I remember a conversation I had just after college.  A woman asked me what I thought of  Eastern medicine, and I replied that I didn’t know much about it, but was wary of the possible non-Christian foundations of eastern approaches.  She asked me, “Are you so sure that western medicine has a Christian foundation?”  I was struck speechless (a rare occurrence, unfortunately).  I had to admit that I had never thought about it before, never seen the nose on my face, so to speak.

In that spirit, I wanted the students to approach the subject with an open mind.

What did they believe?

Just as the medievals based (consciously or no) their society on their perception of the order in the cosmos, so too they thought of health vis a vis man’s place in the universe.  It was “holistic” healing in the widest possible sense.  Originally, man stood in harmony with the rest of creation, just as Earth did with the rest of the cosmos.  Man in harmony with creation meant man in harmony with himself, with his various internal elements of earth, air, water, and blood in harmony.
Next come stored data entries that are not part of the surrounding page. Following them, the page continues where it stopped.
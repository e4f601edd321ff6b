// Copyright (c) 2025 the Concierge authors.
//
// Permission is hereby granted, free of charge, to any person obtaining
// a copy of this software and associated documentation files (the
// "Software"), to deal in the Software without restriction, including
// without limitation the rights to use, copy, modify, merge, publish,
// distribute, sublicense, and/or sell copies of the Software, and to
// permit persons to whom the Software is furnished to do so, subject to
// the following conditions:
//
// The above copyright notice and this permission notice shall be
// included in all copies or substantial portions of the Software.
//
// THE SOFTWARE IS PROVIDED "AS IS", WITHOUT WARRANTY OF ANY KIND,
// EXPRESS OR IMPLIED, INCLUDING BUT NOT LIMITED TO THE WARRANTIES OF
// MERCHANTABILITY, FITNESS FOR A PARTICULAR PURPOSE AND
// NONINFRINGEMENT. IN NO EVENT SHALL THE AUTHORS OR COPYRIGHT HOLDERS BE
// LIABLE FOR ANY CLAIM, DAMAGES OR OTHER LIABILITY, WHETHER IN AN ACTION
// OF CONTRACT, TORT OR OTHERWISE, ARISING FROM, OUT OF OR IN CONNECTION
// WITH THE SOFTWARE OR THE USE OR OTHER DEALINGS IN THE SOFTWARE.

//! # Strongly Typed Room Index (Zero-Cost)
//!
//! A transparent wrapper around `usize` identifying a room by its position
//! in the hotel pool. Using a dedicated type instead of a raw `usize` keeps
//! pool positions from being confused with room numbers, floor numbers, or
//! room ids, all of which are small integers in this domain.

/// A strongly typed index into the hotel's room pool.
///
/// # Examples
///
/// ```rust
/// use concierge_model::index::RoomIndex;
///
/// let idx = RoomIndex::new(5);
/// assert_eq!(idx.get(), 5);
/// assert_eq!(format!("{}", idx), "RoomIndex(5)");
/// ```
#[repr(transparent)]
#[derive(Clone, Copy, PartialEq, Eq, PartialOrd, Ord, Hash)]
pub struct RoomIndex {
    index: usize,
}

impl RoomIndex {
    /// Creates a new `RoomIndex` for the given pool position.
    #[inline(always)]
    pub const fn new(index: usize) -> Self {
        Self { index }
    }

    /// Returns the underlying `usize` pool position.
    #[inline(always)]
    pub const fn get(&self) -> usize {
        self.index
    }
}

impl std::fmt::Debug for RoomIndex {
    fn fmt(&self, f: &mut std::fmt::Formatter<'_>) -> std::fmt::Result {
        write!(f, "RoomIndex({})", self.index)
    }
}

impl std::fmt::Display for RoomIndex {
    fn fmt(&self, f: &mut std::fmt::Formatter<'_>) -> std::fmt::Result {
        write!(f, "RoomIndex({})", self.index)
    }
}

impl From<usize> for RoomIndex {
    fn from(index: usize) -> Self {
        Self::new(index)
    }
}

impl From<RoomIndex> for usize {
    fn from(index: RoomIndex) -> Self {
        index.index
    }
}
//! HTML character reference decoding for the chainsel selector engine.
//!
//! # Scope
//!
//! Quoted attribute values in a selector (`[title="a &amp; b"]`) are decoded
//! the way an HTML tokenizer decodes attribute values:
//! - **Named character references** ([WHATWG § 13.2.5.73](https://html.spec.whatwg.org/multipage/parsing.html#named-character-reference-state))
//!   from a table of common entities, including the legacy forms that do not
//!   need a trailing semicolon
//! - **Numeric character references** ([WHATWG § 13.2.5.75](https://html.spec.whatwg.org/multipage/parsing.html#numeric-character-reference-state)),
//!   decimal and hexadecimal
//!
//! # Not Yet Implemented
//!
//! - The full 2,231 entry named reference table

/// Named character reference lookup table.
pub mod named_character_references;
/// Decoding of character references in text.
pub mod unescape;

pub use unescape::{unescape, unknown_references};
The Fall disrupted this harmony, and so medicine should seek to restore it, to put the elements back in their right place.  This concept of balance, so important in medieval politics, shows itself in medicine as well.  Today we have various medical supplements that allow us to go beyond what is natural but for medievals the key was not fighting nature but restoring harmony with it.
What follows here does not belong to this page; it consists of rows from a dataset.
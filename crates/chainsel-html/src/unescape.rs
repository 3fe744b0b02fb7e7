//! Character reference decoding.
//!
//! [§ 13.2.5.72 Character reference state](https://html.spec.whatwg.org/multipage/parsing.html#character-reference-state)
//!
//! Unlike the tokenizer states this is modelled on, decoding here works on a
//! complete string: every `&` either starts a recognized reference, which is
//! replaced, or is copied through unchanged together with whatever follows it.
//!
//! Decoding has no side effects. Callers that want to report unknown named
//! references ask [`unknown_references`] for them.
//!
//! Numeric references to code points that HTML forbids in text are dropped:
//! C0 controls other than tab, line feed, form feed and carriage return, DEL,
//! C1 controls without a Windows-1252 mapping, and noncharacters.

use std::borrow::Cow;

use crate::named_character_references::{any_entity_has_prefix, lookup_entity};

/// U+FFFD REPLACEMENT CHARACTER
const REPLACEMENT: char = '\u{FFFD}';

/// Decode every HTML character reference in `text`.
///
/// Returns the input unchanged (borrowed) when it contains no `&`.
///
/// # Example
/// ```ignore
/// assert_eq!(unescape("a &lt; b"), "a < b");
/// assert_eq!(unescape("&#x41;&#66;"), "AB");
/// assert_eq!(unescape("fish & chips"), "fish & chips");
/// ```
#[must_use]
pub fn unescape(text: &str) -> Cow<'_, str> {
    decode(text, |_| {})
}

/// Names of the `&name;` references in `text` that [`unescape`] leaves as-is
/// because they are not in the table, in order of appearance.
///
/// # Example
/// ```ignore
/// assert_eq!(unknown_references("&lt;&bogus;&nope"), vec!["bogus"]);
/// ```
#[must_use]
pub fn unknown_references(text: &str) -> Vec<&str> {
    let mut unknown = Vec::new();
    let _ = decode(text, |name| unknown.push(name));
    unknown
}

fn decode<'t>(text: &'t str, mut on_unknown: impl FnMut(&'t str)) -> Cow<'t, str> {
    if !text.contains('&') {
        return Cow::Borrowed(text);
    }

    let mut decoded = String::with_capacity(text.len());
    let mut rest = text;
    while let Some(amp) = rest.find('&') {
        decoded.push_str(&rest[..amp]);
        let after = &rest[amp + 1..];

        // "U+0023 NUMBER SIGN (#)" switches to the numeric character reference
        // state; "ASCII alphanumeric" to the named one.
        let consumed = match after.strip_prefix('#') {
            Some(numeric) => decode_numeric(numeric, &mut decoded).map(|len| len + 1),
            None => decode_named(after, &mut decoded),
        };

        match consumed {
            Some(len) => rest = &after[len..],
            None => {
                if let Some(name) = unknown_name(after) {
                    on_unknown(name);
                }
                // "Flush code points consumed as a character reference."
                decoded.push('&');
                rest = after;
            }
        }
    }
    decoded.push_str(rest);

    Cow::Owned(decoded)
}

/// [§ 13.2.5.73 Named character reference state](https://html.spec.whatwg.org/multipage/parsing.html#named-character-reference-state)
///
/// "Consume the maximum number of characters possible, where the consumed
/// characters are one of the identifiers in the first column of the named
/// character references table."
///
/// Returns the number of bytes consumed after the `&`, or `None` if nothing
/// matched.
fn decode_named(text: &str, decoded: &mut String) -> Option<usize> {
    let mut longest_match: Option<(usize, &'static str)> = None;

    for (i, c) in text.char_indices() {
        if !(c.is_ascii_alphanumeric() || c == ';') {
            break;
        }
        let candidate = &text[..=i];
        if !any_entity_has_prefix(candidate) {
            break;
        }
        if let Some(replacement) = lookup_entity(candidate) {
            longest_match = Some((candidate.len(), replacement));
        }
        if c == ';' {
            break;
        }
    }

    let (len, replacement) = longest_match?;
    decoded.push_str(replacement);
    Some(len)
}

/// "U+003B SEMICOLON (;): This is an unknown-named-character-reference parse
/// error." Returns the name when `text` has that shape.
fn unknown_name(text: &str) -> Option<&str> {
    let name_len = text.bytes().take_while(u8::is_ascii_alphanumeric).count();
    (name_len > 0 && text[name_len..].starts_with(';')).then_some(&text[..name_len])
}

/// [§ 13.2.5.75 Numeric character reference state](https://html.spec.whatwg.org/multipage/parsing.html#numeric-character-reference-state)
///
/// `text` starts right after `&#`. Returns the number of bytes consumed, or
/// `None` when no digits follow ("absence-of-digits-in-numeric-character-reference").
fn decode_numeric(text: &str, decoded: &mut String) -> Option<usize> {
    let (radix, prefix_len) = match text.as_bytes().first() {
        Some(b'x' | b'X') => (16, 1),
        _ => (10, 0),
    };

    let digits_len = text[prefix_len..]
        .bytes()
        .take_while(|b| {
            if radix == 16 {
                b.is_ascii_hexdigit()
            } else {
                b.is_ascii_digit()
            }
        })
        .count();
    if digits_len == 0 {
        return None;
    }

    let digits = &text[prefix_len..prefix_len + digits_len];
    let mut consumed = prefix_len + digits_len;
    // "missing-semicolon-after-character-reference" is tolerated.
    if text[consumed..].starts_with(';') {
        consumed += 1;
    }

    // Too many digits for a u32 is out of range just like any value above U+10FFFF.
    let code = u32::from_str_radix(digits, radix).unwrap_or(u32::MAX);
    if let Some(c) = numeric_reference_char(code) {
        decoded.push(c);
    }
    Some(consumed)
}

/// [§ 13.2.5.80 Numeric character reference end state](https://html.spec.whatwg.org/multipage/parsing.html#numeric-character-reference-end-state)
///
/// `None` means the reference decodes to nothing.
const fn numeric_reference_char(code: u32) -> Option<char> {
    match code {
        // "null-character-reference parse error"
        0 => Some(REPLACEMENT),
        // "If the number is one of the numbers in the first column of the
        // following table, then find the row with that number in the first
        // column, and set the character reference code to the number in the
        // second column of that row." Unmapped C1 controls are dropped.
        0x80..=0x9F => c1_replacement(code),
        // "control-character-reference parse error"
        0x01..=0x08 | 0x0B | 0x0E..=0x1F | 0x7F => None,
        // "noncharacter-character-reference parse error"
        0xFDD0..=0xFDEF => None,
        _ if code <= 0x10_FFFF && code & 0xFFFE == 0xFFFE => None,
        // Surrogates and values above U+10FFFF have no `char`.
        _ => match char::from_u32(code) {
            Some(c) => Some(c),
            None => Some(REPLACEMENT),
        },
    }
}

/// The Windows-1252 interpretation of C1 control references.
const fn c1_replacement(code: u32) -> Option<char> {
    let c = match code {
        0x80 => '\u{20AC}',
        0x82 => '\u{201A}',
        0x83 => '\u{0192}',
        0x84 => '\u{201E}',
        0x85 => '\u{2026}',
        0x86 => '\u{2020}',
        0x87 => '\u{2021}',
        0x88 => '\u{02C6}',
        0x89 => '\u{2030}',
        0x8A => '\u{0160}',
        0x8B => '\u{2039}',
        0x8C => '\u{0152}',
        0x8E => '\u{017D}',
        0x91 => '\u{2018}',
        0x92 => '\u{2019}',
        0x93 => '\u{201C}',
        0x94 => '\u{201D}',
        0x95 => '\u{2022}',
        0x96 => '\u{2013}',
        0x97 => '\u{2014}',
        0x98 => '\u{02DC}',
        0x99 => '\u{2122}',
        0x9A => '\u{0161}',
        0x9B => '\u{203A}',
        0x9C => '\u{0153}',
        0x9E => '\u{017E}',
        0x9F => '\u{0178}',
        _ => return None,
    };
    Some(c)
}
Internal harmony had its reflection again in the relationship between the physical and spiritual in our lives.  Some mock medieval medicine by arguing that they thought every disease had its cure in prayer.  That is not true, but they did believe that one’s mental and spiritual well-being impacted our physical state, and vice-versa.

Their emphasis on the planets probably stands as one of their more perplexing beliefs, and for that reason perhaps most instructive for us.
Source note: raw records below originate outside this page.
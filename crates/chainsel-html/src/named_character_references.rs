//! Named character reference lookup table.
//!
//! [§ 13.5 Named character references](https://html.spec.whatwg.org/multipage/named-characters.html)
//!
//! The full table defines 2,231 entities; this one carries the entities that
//! realistically show up inside attribute values.

use std::collections::HashMap;
use std::sync::LazyLock;

/// `(name, replacement, legacy)`. Names are stored without the leading `&` and
/// without the trailing `;`. A legacy entity is also recognized when the
/// semicolon is missing (e.g. `&amp` as well as `&amp;`).
const ENTITIES: &[(&str, &str, bool)] = &[
    // Markup-significant characters
    ("amp", "&", true),
    ("lt", "<", true),
    ("gt", ">", true),
    ("quot", "\"", true),
    ("apos", "'", false),
    // Whitespace and invisible characters
    ("nbsp", "\u{00A0}", true),
    ("ensp", "\u{2002}", false),
    ("emsp", "\u{2003}", false),
    ("thinsp", "\u{2009}", false),
    ("shy", "\u{00AD}", true),
    ("zwnj", "\u{200C}", false),
    ("zwj", "\u{200D}", false),
    // Punctuation
    ("copy", "\u{00A9}", true),
    ("reg", "\u{00AE}", true),
    ("trade", "\u{2122}", false),
    ("sect", "\u{00A7}", true),
    ("para", "\u{00B6}", true),
    ("mdash", "\u{2014}", false),
    ("ndash", "\u{2013}", false),
    ("hellip", "\u{2026}", false),
    ("bull", "\u{2022}", false),
    ("middot", "\u{00B7}", true),
    ("lsquo", "\u{2018}", false),
    ("rsquo", "\u{2019}", false),
    ("ldquo", "\u{201C}", false),
    ("rdquo", "\u{201D}", false),
    ("laquo", "\u{00AB}", true),
    ("raquo", "\u{00BB}", true),
    ("iexcl", "\u{00A1}", true),
    ("iquest", "\u{00BF}", true),
    // Currency
    ("cent", "\u{00A2}", true),
    ("pound", "\u{00A3}", true),
    ("euro", "\u{20AC}", false),
    ("yen", "\u{00A5}", true),
    ("curren", "\u{00A4}", true),
    // Math
    ("times", "\u{00D7}", true),
    ("divide", "\u{00F7}", true),
    ("plusmn", "\u{00B1}", true),
    ("minus", "\u{2212}", false),
    ("ne", "\u{2260}", false),
    ("le", "\u{2264}", false),
    ("ge", "\u{2265}", false),
    ("deg", "\u{00B0}", true),
    ("micro", "\u{00B5}", true),
    ("not", "\u{00AC}", true),
    ("frac12", "\u{00BD}", true),
    ("frac14", "\u{00BC}", true),
    ("frac34", "\u{00BE}", true),
    // Arrows
    ("larr", "\u{2190}", false),
    ("rarr", "\u{2192}", false),
    ("uarr", "\u{2191}", false),
    ("darr", "\u{2193}", false),
    // Greek
    ("alpha", "\u{03B1}", false),
    ("beta", "\u{03B2}", false),
    ("gamma", "\u{03B3}", false),
    ("delta", "\u{03B4}", false),
    ("lambda", "\u{03BB}", false),
    ("mu", "\u{03BC}", false),
    ("pi", "\u{03C0}", false),
    ("sigma", "\u{03C3}", false),
    ("omega", "\u{03C9}", false),
    // Latin-1 letters
    ("Agrave", "\u{00C0}", true),
    ("Aacute", "\u{00C1}", true),
    ("Acirc", "\u{00C2}", true),
    ("Auml", "\u{00C4}", true),
    ("agrave", "\u{00E0}", true),
    ("aacute", "\u{00E1}", true),
    ("acirc", "\u{00E2}", true),
    ("auml", "\u{00E4}", true),
    ("Eacute", "\u{00C9}", true),
    ("eacute", "\u{00E9}", true),
    ("egrave", "\u{00E8}", true),
    ("iacute", "\u{00ED}", true),
    ("oacute", "\u{00F3}", true),
    ("ouml", "\u{00F6}", true),
    ("Ouml", "\u{00D6}", true),
    ("uacute", "\u{00FA}", true),
    ("uuml", "\u{00FC}", true),
    ("Uuml", "\u{00DC}", true),
    ("ntilde", "\u{00F1}", true),
    ("Ntilde", "\u{00D1}", true),
    ("ccedil", "\u{00E7}", true),
    ("Ccedil", "\u{00C7}", true),
    ("szlig", "\u{00DF}", true),
];

/// Lookup keys as they appear in source text after the `&`: `"amp;"` for every
/// entity, plus `"amp"` for legacy ones.
static NAMED_ENTITIES: LazyLock<HashMap<String, &'static str>> = LazyLock::new(|| {
    let mut table = HashMap::with_capacity(ENTITIES.len() * 2);
    for &(name, replacement, legacy) in ENTITIES {
        let _ = table.insert(format!("{name};"), replacement);
        if legacy {
            let _ = table.insert(name.to_string(), replacement);
        }
    }
    table
});

/// Look up a named character reference.
///
/// The `name` should NOT include the leading '&'. Returns the replacement text.
///
/// # Example
/// ```ignore
/// lookup_entity("amp;")  // Some("&")
/// lookup_entity("amp")   // Some("&"), legacy form
/// lookup_entity("euro")  // None, only "euro;" is recognized
/// ```
#[must_use]
pub fn lookup_entity(name: &str) -> Option<&'static str> {
    NAMED_ENTITIES.get(name).copied()
}

/// Check if any lookup key starts with the given prefix.
///
/// Used to stop consuming characters as soon as no longer match is possible.
#[must_use]
pub fn any_entity_has_prefix(prefix: &str) -> bool {
    NAMED_ENTITIES.keys().any(|name| name.starts_with(prefix))
}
First, we note that the medievals saw the cosmos as interconnected like a spider web, not one of free-floating entities.  Movement in one area effected other areas.  Motion in cosmos impacts motion on Earth, which impacts us.

This does not mean that they believed that planetary motion could cause actions on earth.  Rather, planetary motion was considered part of the environment in which man operated, and had to account for.  Here is Aquinas, for example, on the motion of the heavenly bodies and the limits of its impact. . .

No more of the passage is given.